Akshay Chougule, a biologist working with large data sets, wrote a blog post about Useful Unix commands for exploring data, showing ways to “query” comma-delimited plain text data sets with common shell commands. We thought it’d be interesting to do a similar article using ReQL in the Data Explorer, showing how it can be used for ad hoc queries.
Akshay created a fictitious data set of movies; we’ll use data from the IMDb Top 250. (Note that we captured this on August 26, 2014, so the data will likely be different if you check it now.) The plain-text data from IMDb isn’t in any format, but we’ve turned it into a JSON file available at http://rethinkdb.com/sample/top-250-ratings.json. (For the record, we converted it to a tab-delimited file first, used rethinkdb import
to get it into a database, fixed the column types and re-exported it. See Importing your data for details.)
Since it’s available online, you can import our sample data set just by creating a table and importing it with http. Just execute these commands directly in the Data Explorer.
r.tableCreate('movies');
r.table('movies').insert(r.http('http://rethinkdb.com/sample/top-250-ratings.json'))

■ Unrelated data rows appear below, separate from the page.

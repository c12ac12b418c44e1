//! # Gemini Provider
//!
//! Implements `FileSearchProvider` for the Gemini File Search API (`v1beta`).
//!
//! ## Overview
//!
//! This module provides:
//! - Store management (create, list, delete)
//! - Resumable plain-text document uploads
//! - Document replacement, deletion and paginated listing
//! - Grounded generation and passage retrieval through the `file_search` tool

pub mod connector;
pub mod error;
pub mod types;

pub use connector::{GeminiConfig, GeminiConnector};
pub use error::{GeminiError, Result};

The Data Explorer will return information about the inserted rows.
{
"deleted": 0 ,
"errors": 0 ,
"generated_keys": [
"bbf81f4d-2a6d-40bb-9b5d-b6e288cc8795" ,
"0d6054f4-12b0-4c2e-b221-881441c779c4" ,
...
] ,
"inserted": 253 ,
"replaced": 0 ,
"skipped": 0 ,
"unchanged": 0
}
The table created has six fields: an automatically generated primary key (id
), rank
(the IMDb rank, 1–250), rating
(on a 1–10 scale), title
, votes
, and year
.
So we can see IMDb’s number one movie with filter({rank: 1})
:
r.table('movies').filter({rank: 1})
[
{
"id": "bbf81f4d-2a6d-40bb-9b5d-b6e288cc8795" ,
"rank": 1 ,
"rating": 9.2 ,
"title": "The Shawshank Redemption" ,
"votes": 1262930 ,
"year": 1994
}
]
(“Shawshank” has been the most-loved movie on IMDb for many years. Take that, Orson Welles.)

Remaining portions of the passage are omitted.